Records contained in a dataset
=-=-=
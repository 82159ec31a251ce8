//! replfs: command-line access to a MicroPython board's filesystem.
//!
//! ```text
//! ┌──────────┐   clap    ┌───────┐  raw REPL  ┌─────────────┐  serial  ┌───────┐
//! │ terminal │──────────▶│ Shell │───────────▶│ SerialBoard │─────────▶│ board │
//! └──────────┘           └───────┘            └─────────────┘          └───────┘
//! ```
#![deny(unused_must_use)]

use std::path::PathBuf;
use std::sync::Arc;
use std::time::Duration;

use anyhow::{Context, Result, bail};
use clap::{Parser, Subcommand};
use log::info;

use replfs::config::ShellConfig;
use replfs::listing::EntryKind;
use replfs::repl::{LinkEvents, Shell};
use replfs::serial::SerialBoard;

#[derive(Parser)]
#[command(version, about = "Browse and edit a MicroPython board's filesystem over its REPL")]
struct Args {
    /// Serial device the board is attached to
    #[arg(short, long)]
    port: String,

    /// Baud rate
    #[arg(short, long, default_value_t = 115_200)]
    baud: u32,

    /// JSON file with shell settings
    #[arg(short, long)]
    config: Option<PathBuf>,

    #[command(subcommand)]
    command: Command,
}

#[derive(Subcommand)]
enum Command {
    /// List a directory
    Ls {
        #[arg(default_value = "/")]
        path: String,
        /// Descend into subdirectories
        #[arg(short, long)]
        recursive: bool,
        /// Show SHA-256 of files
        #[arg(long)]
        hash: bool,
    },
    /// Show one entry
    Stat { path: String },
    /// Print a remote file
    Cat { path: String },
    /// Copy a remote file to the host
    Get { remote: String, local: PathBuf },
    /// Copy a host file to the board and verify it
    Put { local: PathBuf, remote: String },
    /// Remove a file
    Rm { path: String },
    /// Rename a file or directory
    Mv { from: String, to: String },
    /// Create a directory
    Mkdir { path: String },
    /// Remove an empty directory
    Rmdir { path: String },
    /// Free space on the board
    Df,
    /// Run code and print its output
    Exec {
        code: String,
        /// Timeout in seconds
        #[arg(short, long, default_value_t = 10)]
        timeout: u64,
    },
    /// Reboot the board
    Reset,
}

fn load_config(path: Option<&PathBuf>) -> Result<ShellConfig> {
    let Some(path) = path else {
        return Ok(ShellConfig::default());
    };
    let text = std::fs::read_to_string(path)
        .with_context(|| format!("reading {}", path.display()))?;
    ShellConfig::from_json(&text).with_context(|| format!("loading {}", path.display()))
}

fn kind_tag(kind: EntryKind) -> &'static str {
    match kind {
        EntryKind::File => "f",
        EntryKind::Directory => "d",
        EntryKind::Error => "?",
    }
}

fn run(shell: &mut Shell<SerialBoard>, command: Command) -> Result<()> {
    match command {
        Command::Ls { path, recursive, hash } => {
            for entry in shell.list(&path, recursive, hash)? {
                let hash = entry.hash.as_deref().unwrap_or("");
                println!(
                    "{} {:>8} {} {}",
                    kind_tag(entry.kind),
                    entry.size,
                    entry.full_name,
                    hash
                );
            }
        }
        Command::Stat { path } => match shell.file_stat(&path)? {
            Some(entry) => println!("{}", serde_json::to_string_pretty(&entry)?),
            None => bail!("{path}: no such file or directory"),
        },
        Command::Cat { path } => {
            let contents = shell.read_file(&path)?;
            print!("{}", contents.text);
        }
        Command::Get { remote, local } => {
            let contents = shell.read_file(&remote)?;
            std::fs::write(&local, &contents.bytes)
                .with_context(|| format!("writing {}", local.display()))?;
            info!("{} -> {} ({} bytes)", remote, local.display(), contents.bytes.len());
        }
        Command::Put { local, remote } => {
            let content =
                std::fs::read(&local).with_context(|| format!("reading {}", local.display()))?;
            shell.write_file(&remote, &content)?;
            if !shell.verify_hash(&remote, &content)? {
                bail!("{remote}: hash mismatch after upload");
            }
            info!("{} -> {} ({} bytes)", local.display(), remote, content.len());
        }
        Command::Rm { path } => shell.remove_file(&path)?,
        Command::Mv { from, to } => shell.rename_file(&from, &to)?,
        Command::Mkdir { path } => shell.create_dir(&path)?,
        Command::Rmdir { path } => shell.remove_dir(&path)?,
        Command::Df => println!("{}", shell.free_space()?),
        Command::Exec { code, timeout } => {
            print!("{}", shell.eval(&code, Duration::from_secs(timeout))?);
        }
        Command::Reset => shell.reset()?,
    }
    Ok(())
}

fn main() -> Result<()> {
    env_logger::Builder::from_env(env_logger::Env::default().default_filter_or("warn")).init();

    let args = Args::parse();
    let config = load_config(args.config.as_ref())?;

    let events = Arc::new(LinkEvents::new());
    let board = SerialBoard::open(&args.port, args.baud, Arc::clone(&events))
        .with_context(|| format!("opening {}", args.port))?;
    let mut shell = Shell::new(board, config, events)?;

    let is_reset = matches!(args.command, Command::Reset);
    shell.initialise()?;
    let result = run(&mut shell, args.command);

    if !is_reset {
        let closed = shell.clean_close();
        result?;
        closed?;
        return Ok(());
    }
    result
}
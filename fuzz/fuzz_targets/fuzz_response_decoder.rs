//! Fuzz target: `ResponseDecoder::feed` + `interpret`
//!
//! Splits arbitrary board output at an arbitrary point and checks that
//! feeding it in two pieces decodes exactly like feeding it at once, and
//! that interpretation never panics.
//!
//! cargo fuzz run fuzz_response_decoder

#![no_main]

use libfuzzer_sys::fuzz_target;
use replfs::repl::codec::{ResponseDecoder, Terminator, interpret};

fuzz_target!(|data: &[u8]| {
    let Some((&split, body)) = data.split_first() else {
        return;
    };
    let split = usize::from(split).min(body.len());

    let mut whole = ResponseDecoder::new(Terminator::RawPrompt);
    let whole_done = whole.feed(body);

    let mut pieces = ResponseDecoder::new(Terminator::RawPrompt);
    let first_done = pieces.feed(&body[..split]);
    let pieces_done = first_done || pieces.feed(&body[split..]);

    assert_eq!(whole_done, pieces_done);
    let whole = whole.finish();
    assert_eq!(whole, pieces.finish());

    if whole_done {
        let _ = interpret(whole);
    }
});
=-=-=
Take the lines above from the one containing "MicroPython board's filesystem." to the one containing "use std::path::PathBuf;" and retype them exactly, both ends included, with nothing added.

SOLVED PROBLEM =>
//! replfs: command-line access to a MicroPython board's filesystem.
//!
//! ```text
//! ┌──────────┐   clap    ┌───────┐  raw REPL  ┌─────────────┐  serial  ┌───────┐
//! │ terminal │──────────▶│ Shell │───────────▶│ SerialBoard │─────────▶│ board │
//! └──────────┘           └───────┘            └─────────────┘          └───────┘
//! ```
#![deny(unused_must_use)]

use std::path::PathBuf;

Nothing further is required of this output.